Ich bin bei solch großen Projekten immer auch etwas vorsichtig. Wir wissen, dass es Nachforderungen geben kann.

Abgerechnet wird am Schluss. Was aber bis heute beauftragt worden ist, bewegt sich alles im Kostenrahmen. Es kann bei dem einen oder anderen Teilbereich eine Überschreitung gegeben haben. Es hat aber in den meisten Fällen eine deutliche Unterschreitung gegeben, sodass sich das insgesamt mehr als ausgleicht.

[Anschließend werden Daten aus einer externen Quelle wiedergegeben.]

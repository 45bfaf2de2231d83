//! System-level control messages and the envelope wrapping user messages.
//!
//! User messages travel on a per-actor-typed channel; system messages
//! travel on a second, type-erased channel so the dispatch loop can give
//! them priority without needing to know the actor's message type. This
//! is the usual dual `queue`/`sys_queue` mailbox split.

use super::pid::Pid;
use crate::error::CoreError;

/// Reserved lifecycle and supervision messages. Reserved `kind` strings:
/// `started`, `stopping`, `stopped`, `restarting`, `poison_pill`, `watch`,
/// `unwatch`, `terminated`, `failed`.
#[derive(Clone, Debug)]
pub enum SystemMsg {
    Started,
    Stopping,
    /// Sent from a child to its parent once it has fully stopped, driving
    /// cascade-stop/cascade-restart completion. Distinct from `Terminated`,
    /// which is sent to application-level watchers (see the ownership vs.
    /// watching split in the design notes).
    Stopped(Pid),
    /// Directive from a parent telling a failed child to reset its state
    /// and continue.
    Restarting,
    /// Directive from a parent telling a failed child to drop the failed
    /// message and keep processing.
    Resume,
    PoisonPill,
    Watch(Pid, super::cell::AnyRef),
    Unwatch(Pid),
    Terminated(Pid),
    /// A child cell reports a panic to its parent for supervision. Never
    /// observed by application code.
    Failed(Pid, CoreError),
}

impl SystemMsg {
    pub fn kind(&self) -> &'static str {
        match self {
            SystemMsg::Started => "started",
            SystemMsg::Stopping => "stopping",
            SystemMsg::Stopped(_) => "stopped",
            SystemMsg::Restarting => "restarting",
            SystemMsg::Resume => "resume",
            SystemMsg::PoisonPill => "poison_pill",
            SystemMsg::Watch(..) => "watch",
            SystemMsg::Unwatch(_) => "unwatch",
            SystemMsg::Terminated(_) => "terminated",
            SystemMsg::Failed(..) => "failed",
        }
    }
}

/// A user message together with the [`Pid`] of its sender, if any.
#[derive(Clone, Debug)]
pub struct Envelope<M> {
    pub msg: M,
    pub sender: Option<Pid>,
}
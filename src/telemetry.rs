//! Structured logging setup.

use tracing_subscriber::{EnvFilter, layer::SubscriberExt, util::SubscriberInitExt};

/// Installs the global tracing subscriber.
///
/// `RUST_LOG` wins over `log_level` when set.
pub fn init(log_level: &str, json: bool) -> anyhow::Result<()> {
    let filter = EnvFilter::try_from_default_env().or_else(|_| EnvFilter::try_new(log_level))?;
    let subscriber = tracing_subscriber::registry().with(filter);

    if json {
        subscriber
            .with(tracing_subscriber::fmt::layer().json())
            .try_init()?;
    } else {
        subscriber
            .with(tracing_subscriber::fmt::layer().compact())
            .try_init()?;
    }
    Ok(())
}
//! The database cluster as seen by the proxy.
//!
//! The proxy never interprets statements: it forwards the text, the bound
//! values and the query options, and hands rows back as opaque byte cells.
//! [`Cluster`] is the seam between the connection workers and the driver.
//!
//! ```text
//! +-------------------+
//! | Connection Worker |
//! +-------------------+
//!          |
//!          v
//! +-------------------+      derive(timeout)      +-------------------+
//! | Session<C>        | ------------------------> | C (ephemeral)     |
//! |  shared, one per  |   serialized creation     |  one order only   |
//! |  process          |                           +-------------------+
//! +-------------------+
//!          |
//!          v
//! +-------------------+
//! | Cluster trait     |
//! +-------------------+
//!       /      \
//!      v        v
//! +-------------+ +---------------+
//! |MemoryCluster| | ScyllaCluster |  (feature "scylla")
//! +-------------+ +---------------+
//! ```

pub mod memory;
#[cfg(feature = "scylla")]
pub mod scylla;

pub use memory::MemoryCluster;
#[cfg(feature = "scylla")]
pub use self::scylla::ScyllaCluster;

use std::future::Future;
use std::time::Duration;

use bytes::Bytes;
use tokio::sync::Mutex;

use crate::protocol::{Consistency, Order};

/// One result row; a NULL cell is an empty blob.
pub type Row = Vec<Bytes>;

/// A statement ready to be sent to the cluster.
#[derive(Debug, Clone, PartialEq, Eq)]
pub struct Statement {
    pub cql: String,
    pub parameters: Vec<Bytes>,
    pub consistency: Consistency,
    pub timestamp: Option<i64>,
    pub paging_size: Option<u32>,
}

impl Statement {
    pub fn new(cql: impl Into<String>) -> Self {
        Self {
            cql: cql.into(),
            parameters: Vec::new(),
            consistency: Consistency::Default,
            timestamp: None,
            paging_size: None,
        }
    }

    /// Copies the query options of `order`.
    pub fn from_order(order: &Order) -> Self {
        Self {
            cql: order.statement.clone(),
            parameters: order.parameters.clone(),
            consistency: order.consistency,
            timestamp: order.timestamp,
            paging_size: order.paging_size(),
        }
    }
}

/// Errors reported by the cluster backend.
#[derive(Debug, thiserror::Error)]
pub enum ClusterError {
    #[error("cannot connect to cluster: {0}")]
    Connect(String),

    #[error("query failed: {0}")]
    Query(String),

    #[error("query timed out after {0:?}")]
    Timeout(Duration),

    #[error("cannot encode cell value: {0}")]
    Value(String),

    #[error("schema introspection failed: {0}")]
    Schema(String),
}

/// A connection to the database cluster.
///
/// Implementations must allow independent statements to run concurrently
/// from many tasks through `&self`.
pub trait Cluster: Send + Sync + Sized + 'static {
    /// Server-side position of a paged query.
    type Pager: Send + Sync + 'static;

    /// Runs a statement and returns every row of its first page.
    ///
    /// # Errors
    ///
    /// Returns `ClusterError::Query` if the cluster rejects the statement,
    /// `ClusterError::Timeout` if it does not answer in time.
    fn execute(
        &self,
        statement: &Statement,
    ) -> impl Future<Output = Result<Vec<Row>, ClusterError>> + Send;

    /// Runs a statement with paging enabled.
    ///
    /// Returns the pager positioned after the first page, and that page.
    fn start_paged(
        &self,
        statement: &Statement,
    ) -> impl Future<Output = Result<(Self::Pager, Vec<Row>), ClusterError>> + Send;

    /// Fetches the next page of a paged query.
    ///
    /// Returns `Ok(None)` once every page has been served.
    fn next_page(
        &self,
        pager: &mut Self::Pager,
    ) -> impl Future<Output = Result<Option<Vec<Row>>, ClusterError>> + Send;

    /// Introspects the cluster schema into one opaque blob.
    ///
    /// This is the slowest call the proxy makes; callers cache the result.
    fn describe_schema(&self) -> impl Future<Output = Result<Bytes, ClusterError>> + Send;

    /// Opens a new, independent connection to the same cluster whose
    /// requests time out after `timeout`.
    ///
    /// Creation may touch process-wide driver state and must not run
    /// concurrently with itself; go through [`Session::derive`].
    fn connect_with_timeout(
        &self,
        timeout: Duration,
    ) -> impl Future<Output = Result<Self, ClusterError>> + Send;
}

/// The process-wide cluster session shared by every connection worker.
pub struct Session<C> {
    cluster: C,
    derive_lock: Mutex<()>,
}

impl<C: Cluster> Session<C> {
    pub fn new(cluster: C) -> Self {
        Self {
            cluster,
            derive_lock: Mutex::new(()),
        }
    }

    pub fn cluster(&self) -> &C {
        &self.cluster
    }

    /// Opens an ephemeral session with its own request timeout.
    ///
    /// The shared session is left untouched. Only one derived session is
    /// created at a time; queries on the returned session run unserialized.
    pub async fn derive(&self, timeout: Duration) -> Result<C, ClusterError> {
        let _guard = self.derive_lock.lock().await;
        tracing::debug!(?timeout, "opening ephemeral session");
        self.cluster.connect_with_timeout(timeout).await
    }
}
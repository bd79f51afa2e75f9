use std::time::Duration;

use bytes::{Buf, BufMut, Bytes, BytesMut};

use crate::protocol::codec::{ensure_remaining, get_blob, get_string, put_blob};
use crate::protocol::{Consistency, OrderKind, ProtocolError};

const FLAG_CLEAR_SCHEMA_CACHE: u8 = 0x01;
const FLAG_HAS_TIMESTAMP: u8 = 0x02;
const KNOWN_FLAGS: u8 = FLAG_CLEAR_SCHEMA_CACHE | FLAG_HAS_TIMESTAMP;

/// kind(1) + flags(1) + consistency(2) + timestamp(8) + paging size(4)
/// + timeout(8) + cursor index(4) + column count(2)
const FIXED_PART_SIZE: usize = 30;

/// One client request.
///
/// Orders are decoded from a `CQLP` frame, handled once and dropped after
/// their result has been written back.
#[derive(Debug, Clone, PartialEq, Eq)]
pub struct Order {
    pub kind: OrderKind,
    /// Statement text, passed through to the cluster as is.
    pub statement: String,
    /// Values bound positionally to the statement markers.
    pub parameters: Vec<Bytes>,
    pub consistency: Consistency,
    /// Client-supplied write timestamp in microseconds.
    pub timestamp: Option<i64>,
    /// Rows per page; zero or negative leaves paging to the driver.
    pub paging_size: i32,
    /// Request timeout in milliseconds; zero or negative uses the session default.
    pub timeout_ms: i64,
    /// Cursor addressed by Fetch-Cursor and Close-Cursor orders.
    pub cursor_index: i32,
    /// Number of columns the client expects in each returned row.
    pub column_count: u16,
    /// The statement may change the schema, drop the cached description.
    pub clears_schema_cache: bool,
}

impl Order {
    pub fn new(kind: OrderKind, statement: impl Into<String>) -> Self {
        Self {
            kind,
            statement: statement.into(),
            parameters: Vec::new(),
            consistency: Consistency::Quorum,
            timestamp: None,
            paging_size: 0,
            timeout_ms: 0,
            cursor_index: 0,
            column_count: 0,
            clears_schema_cache: false,
        }
    }

    pub fn execute(statement: impl Into<String>) -> Self {
        Self::new(OrderKind::Execute, statement)
    }

    pub fn rows(statement: impl Into<String>, column_count: u16) -> Self {
        Self::new(OrderKind::Rows, statement).with_column_count(column_count)
    }

    pub fn declare_cursor(statement: impl Into<String>, column_count: u16, paging_size: i32) -> Self {
        let mut order = Self::new(OrderKind::DeclareCursor, statement).with_column_count(column_count);
        order.paging_size = paging_size;
        order
    }

    pub fn fetch_cursor(cursor_index: i32) -> Self {
        let mut order = Self::new(OrderKind::FetchCursor, "");
        order.cursor_index = cursor_index;
        order
    }

    pub fn close_cursor(cursor_index: i32) -> Self {
        let mut order = Self::new(OrderKind::CloseCursor, "");
        order.cursor_index = cursor_index;
        order
    }

    pub fn describe_cluster() -> Self {
        Self::new(OrderKind::DescribeCluster, "")
    }

    pub fn with_parameter(mut self, value: impl Into<Bytes>) -> Self {
        self.parameters.push(value.into());
        self
    }

    pub fn with_consistency(mut self, consistency: Consistency) -> Self {
        self.consistency = consistency;
        self
    }

    pub fn with_timestamp(mut self, timestamp: i64) -> Self {
        self.timestamp = Some(timestamp);
        self
    }

    pub fn with_column_count(mut self, column_count: u16) -> Self {
        self.column_count = column_count;
        self
    }

    pub fn with_timeout(mut self, timeout: Duration) -> Self {
        self.timeout_ms = i64::try_from(timeout.as_millis()).unwrap_or(i64::MAX);
        self
    }

    pub fn clearing_schema_cache(mut self) -> Self {
        self.clears_schema_cache = true;
        self
    }

    /// Timeout overriding the session default, if any.
    pub fn timeout(&self) -> Option<Duration> {
        (self.timeout_ms > 0).then(|| Duration::from_millis(self.timeout_ms as u64))
    }

    /// Page size requested by the client, if any.
    pub fn paging_size(&self) -> Option<u32> {
        (self.paging_size > 0).then_some(self.paging_size as u32)
    }

    /// Appends the order body (without frame header) to `dst`.
    pub fn encode(&self, dst: &mut BytesMut) -> Result<(), ProtocolError> {
        if self.parameters.len() > u16::MAX as usize {
            return Err(ProtocolError::TooMany {
                what: "parameters",
                count: self.parameters.len(),
                limit: u16::MAX as usize,
            });
        }

        let mut flags = 0;
        if self.clears_schema_cache {
            flags |= FLAG_CLEAR_SCHEMA_CACHE;
        }
        if self.timestamp.is_some() {
            flags |= FLAG_HAS_TIMESTAMP;
        }

        dst.reserve(FIXED_PART_SIZE + 4 + self.statement.len() + 2);
        dst.put_u8(self.kind.as_u8());
        dst.put_u8(flags);
        dst.put_u16(self.consistency.as_u16());
        dst.put_i64(self.timestamp.unwrap_or(0));
        dst.put_i32(self.paging_size);
        dst.put_i64(self.timeout_ms);
        dst.put_i32(self.cursor_index);
        dst.put_u16(self.column_count);
        put_blob(dst, self.statement.as_bytes())?;
        dst.put_u16(self.parameters.len() as u16);
        for parameter in &self.parameters {
            put_blob(dst, parameter)?;
        }
        Ok(())
    }

    /// Decodes a complete order body. The whole buffer must be consumed.
    pub fn decode(src: &mut BytesMut) -> Result<Self, ProtocolError> {
        ensure_remaining!(src, FIXED_PART_SIZE);

        let kind = OrderKind::try_from(src.get_u8()).map_err(ProtocolError::UnknownOrderKind)?;
        let flags = src.get_u8();
        if flags & !KNOWN_FLAGS != 0 {
            return Err(ProtocolError::ReservedFlags(flags));
        }
        let consistency =
            Consistency::try_from(src.get_u16()).map_err(ProtocolError::UnknownConsistency)?;
        let timestamp = src.get_i64();
        let paging_size = src.get_i32();
        let timeout_ms = src.get_i64();
        let cursor_index = src.get_i32();
        let column_count = src.get_u16();
        let statement = get_string(src)?;

        ensure_remaining!(src, 2);
        let parameter_count = src.get_u16() as usize;
        let mut parameters = Vec::with_capacity(parameter_count);
        for _ in 0..parameter_count {
            parameters.push(get_blob(src)?);
        }

        if !src.is_empty() {
            return Err(ProtocolError::TrailingBytes(src.len()));
        }

        Ok(Self {
            kind,
            statement,
            parameters,
            consistency,
            timestamp: (flags & FLAG_HAS_TIMESTAMP != 0).then_some(timestamp),
            paging_size,
            timeout_ms,
            cursor_index,
            column_count,
            clears_schema_cache: flags & FLAG_CLEAR_SCHEMA_CACHE != 0,
        })
    }
}

#[cfg(test)]
mod tests {
    use super::*;

    fn encoded(order: &Order) -> BytesMut {
        let mut buf = BytesMut::new();
        order.encode(&mut buf).unwrap();
        buf
    }

    #[test]
    fn test_order_roundtrip_with_all_fields() {
        let order = Order::declare_cursor("SELECT k, v FROM t WHERE p = ?", 2, 100)
            .with_parameter(Bytes::from_static(b"\x00\x01"))
            .with_parameter(Bytes::new())
            .with_parameter(vec![0xAB; 70_000])
            .with_consistency(Consistency::LocalQuorum)
            .with_timestamp(1_700_000_000_000_000)
            .with_timeout(Duration::from_secs(30))
            .clearing_schema_cache();

        let mut buf = encoded(&order);
        let decoded = Order::decode(&mut buf).unwrap();
        assert_eq!(decoded, order);
        assert!(buf.is_empty());
    }

    #[test]
    fn test_order_fixed_layout() {
        let order = Order::fetch_cursor(7);
        let buf = encoded(&order);

        assert_eq!(buf[0], OrderKind::FetchCursor.as_u8());
        assert_eq!(buf[1], 0); // no flags
        assert_eq!(&buf[2..4], &[0x00, 0x04]); // QUORUM
        assert_eq!(&buf[24..28], &[0, 0, 0, 7]); // cursor index
        assert_eq!(&buf[30..34], &[0, 0, 0, 0]); // empty statement
        assert_eq!(&buf[34..36], &[0, 0]); // no parameters
        assert_eq!(buf.len(), 36);
    }

    #[test]
    fn test_timestamp_absent_unless_flagged() {
        let mut buf = encoded(&Order::execute("INSERT"));
        assert_eq!(Order::decode(&mut buf).unwrap().timestamp, None);
    }

    #[test]
    fn test_decode_unknown_kind() {
        let mut buf = encoded(&Order::execute("x"));
        buf[0] = 42;
        assert!(matches!(
            Order::decode(&mut buf),
            Err(ProtocolError::UnknownOrderKind(42))
        ));
    }

    #[test]
    fn test_decode_reserved_flags() {
        let mut buf = encoded(&Order::execute("x"));
        buf[1] = 0x80;
        assert!(matches!(
            Order::decode(&mut buf),
            Err(ProtocolError::ReservedFlags(0x80))
        ));
    }

    #[test]
    fn test_decode_truncated_parameter() {
        let buf = encoded(&Order::execute("x").with_parameter(Bytes::from_static(b"hello")));
        let mut truncated = BytesMut::from(&buf[..buf.len() - 2]);
        assert!(matches!(
            Order::decode(&mut truncated),
            Err(ProtocolError::InsufficientData { .. })
        ));
    }

    #[test]
    fn test_decode_trailing_bytes() {
        let mut buf = encoded(&Order::describe_cluster());
        buf.put_u8(0);
        assert!(matches!(
            Order::decode(&mut buf),
            Err(ProtocolError::TrailingBytes(1))
        ));
    }

    #[test]
    fn test_timeout_and_paging_helpers() {
        let mut order = Order::execute("x");
        assert_eq!(order.timeout(), None);
        assert_eq!(order.paging_size(), None);

        order.timeout_ms = 1500;
        order.paging_size = -1;
        assert_eq!(order.timeout(), Some(Duration::from_millis(1500)));
        assert_eq!(order.paging_size(), None);
    }
}
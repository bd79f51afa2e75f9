/// An open paging cursor.
#[derive(Debug)]
pub struct Cursor<Q> {
    /// Whatever is needed to fetch the next page.
    pub query: Q,
    /// Columns per row, fixed when the cursor was declared.
    pub column_count: usize,
}

/// Cursor misuse by the client.
#[derive(Debug, Clone, PartialEq, Eq, thiserror::Error)]
pub enum CursorError {
    #[error("cursor index {index} out of bounds (table has {len} slots)")]
    OutOfBounds { index: i64, len: usize },

    #[error("cursor {0} is closed")]
    Closed(usize),
}

/// Open cursors of one connection, addressed by position.
///
/// New cursors are appended. Closing a cursor empties its slot; empty
/// slots at the tail are trimmed, empty slots in the middle stay so the
/// indices of later cursors never change.
///
/// NOTE: No synchronization needed - the table is owned by a single connection.
#[derive(Debug)]
pub struct CursorTable<Q> {
    slots: Vec<Option<Cursor<Q>>>,
}

impl<Q> Default for CursorTable<Q> {
    fn default() -> Self {
        Self { slots: Vec::new() }
    }
}

impl<Q> CursorTable<Q> {
    pub fn new() -> Self {
        Self::default()
    }

    /// Appends a cursor and returns its index.
    pub fn declare(&mut self, query: Q, column_count: usize) -> usize {
        self.slots.push(Some(Cursor {
            query,
            column_count,
        }));
        self.slots.len() - 1
    }

    /// Checks that `index` names an open cursor.
    pub fn validate(&self, index: i32) -> Result<usize, CursorError> {
        let slot = usize::try_from(index)
            .ok()
            .filter(|&i| i < self.slots.len())
            .ok_or(CursorError::OutOfBounds {
                index: i64::from(index),
                len: self.slots.len(),
            })?;
        match self.slots[slot] {
            Some(_) => Ok(slot),
            None => Err(CursorError::Closed(slot)),
        }
    }

    pub fn get_mut(&mut self, index: i32) -> Result<&mut Cursor<Q>, CursorError> {
        let slot = self.validate(index)?;
        self.slots[slot].as_mut().ok_or(CursorError::Closed(slot))
    }

    /// Removes the cursor at `slot` and trims empty slots off the tail.
    pub fn close(&mut self, slot: usize) -> Option<Cursor<Q>> {
        let cursor = self.slots.get_mut(slot)?.take();
        while matches!(self.slots.last(), Some(None)) {
            self.slots.pop();
        }
        cursor
    }

    /// Number of slots, open or closed.
    pub fn len(&self) -> usize {
        self.slots.len()
    }

    pub fn is_empty(&self) -> bool {
        self.slots.is_empty()
    }

    pub fn open_count(&self) -> usize {
        self.slots.iter().filter(|s| s.is_some()).count()
    }

    /// Abandons every cursor.
    pub fn clear(&mut self) {
        self.slots.clear();
    }
}

#[cfg(test)]
mod tests {
    use super::*;

    #[test]
    fn test_indices_increase_from_zero() {
        let mut table = CursorTable::new();
        assert_eq!(table.declare("a", 1), 0);
        assert_eq!(table.declare("b", 1), 1);
        assert_eq!(table.declare("c", 2), 2);
        assert_eq!(table.get_mut(2).unwrap().column_count, 2);
    }

    #[test]
    fn test_closed_middle_slot_is_not_reused() {
        let mut table = CursorTable::new();
        table.declare("a", 1);
        table.declare("b", 1);
        table.declare("c", 1);

        assert_eq!(table.close(1).map(|c| c.query), Some("b"));
        assert_eq!(table.len(), 3);
        assert_eq!(table.validate(1), Err(CursorError::Closed(1)));
        assert_eq!(table.get_mut(2).unwrap().query, "c");

        assert_eq!(table.declare("d", 1), 3);
        assert_eq!(table.open_count(), 3);
    }

    #[test]
    fn test_closing_tail_trims_empty_slots() {
        let mut table = CursorTable::new();
        table.declare("a", 1);
        table.declare("b", 1);
        table.declare("c", 1);

        table.close(1);
        table.close(2);
        assert_eq!(table.len(), 1);

        // The last open cursor was the highest index, so its index comes back.
        assert_eq!(table.declare("d", 1), 1);
    }

    #[test]
    fn test_out_of_bounds() {
        let mut table: CursorTable<&str> = CursorTable::new();
        assert_eq!(
            table.validate(0),
            Err(CursorError::OutOfBounds { index: 0, len: 0 })
        );

        table.declare("a", 1);
        assert_eq!(
            table.validate(-1),
            Err(CursorError::OutOfBounds { index: -1, len: 1 })
        );
        assert!(table.get_mut(1).is_err());
    }

    #[test]
    fn test_close_all_empties_table() {
        let mut table = CursorTable::new();
        table.declare("a", 1);
        table.declare("b", 1);

        table.close(0);
        assert_eq!(table.len(), 2);
        table.close(1);
        assert!(table.is_empty());
        assert!(table.close(0).is_none());
    }
}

Ich bin auch bei der bevorstehenden Vergabe der Einzellose zum Terminal – darüber wurde in der Vergangenheit debattiert – durchaus verhalten optimistisch, sodass ich glaube, auch dort in dem Kostenplan zu liegen. Das werden wir aber auch bald wissen.

Ich komme nun zur zweiten Fragestellung. Hier ging es um die Bahnanbindung. Das ist ein neuralgischer Punkt. Wir wissen, dass das Planfeststellungsverfahren zur Dresdener Bahn noch nicht abgeschlossen ist. Das bedeutet, selbst wenn dort alles gut gehen sollte und dort kein Baustopp durch zu erwartende Klagen durch Entscheidung der Gerichte eintritt, vor allem in dem Bereich Dresdener Bahn in Lichtenrade, wo Klagen zu erwarten sind, diese aber abschlägig beschieden werden, realistischerweise heute nicht damit zu rechnen ist, dass pünktlich zur Eröffnung des BBI die Dresdener Bahn fertig wird. Die Bürgerinitiative hat sich bislang vergeblich dafür eingesetzt, eine vernünftige, bürgerfreundliche Lösung mit dem Tunnel zu schaffen; Klagen sind zu erwarten. Frühestens wird die Eröffnung der Dresdener Bahn – der best case aus meiner Sicht – 2014 sein.

Das bedeutet, dass die ursprüngliche Anbindung, wie sie über die Dresdener Bahn geplant war, in dieser Form nicht durchgeführt werden kann. Deshalb sind wir seit geraumer Zeit dabei, mit den Verkehrsverwaltungen in Berlin und Brandenburg, mit dem Eisenbahnbundesamt, mit der Deutschen Bahn AG, mit der Flughafengesellschaft nach Lösungsmöglichkeiten zu suchen, um diese Situation im Sinne der guten Anbindung für die Passagiere des Flughafens zu verwirklichen.

Abhängig ist eine zwischenzeitlich optimale Lösung davon, ob das Planfeststellungsverfahren zur Ostanbindung rechtzeitig fertig wird. Hier sagen uns die Experten, dass das noch bis 2011 möglich ist. Das wäre eine wesentliche Entlastung und bessere Möglichkeit, mit Teilbereichen über die Anhalter Bahn und über die Ostanbindung eine vernünftige Flughafenanbindung sicherzustellen. Da dieses auch noch nicht planfestgestellt ist, sondern hoffentlich in diesem Jahr noch geschieht, kann ich Ihnen heute nicht definitiv erklären, dass die Ostanbindung zur Eröffnung des Flughafens Berlin-Brandenburg International Ende des Jahres 2011 fertiggestellt sein wird.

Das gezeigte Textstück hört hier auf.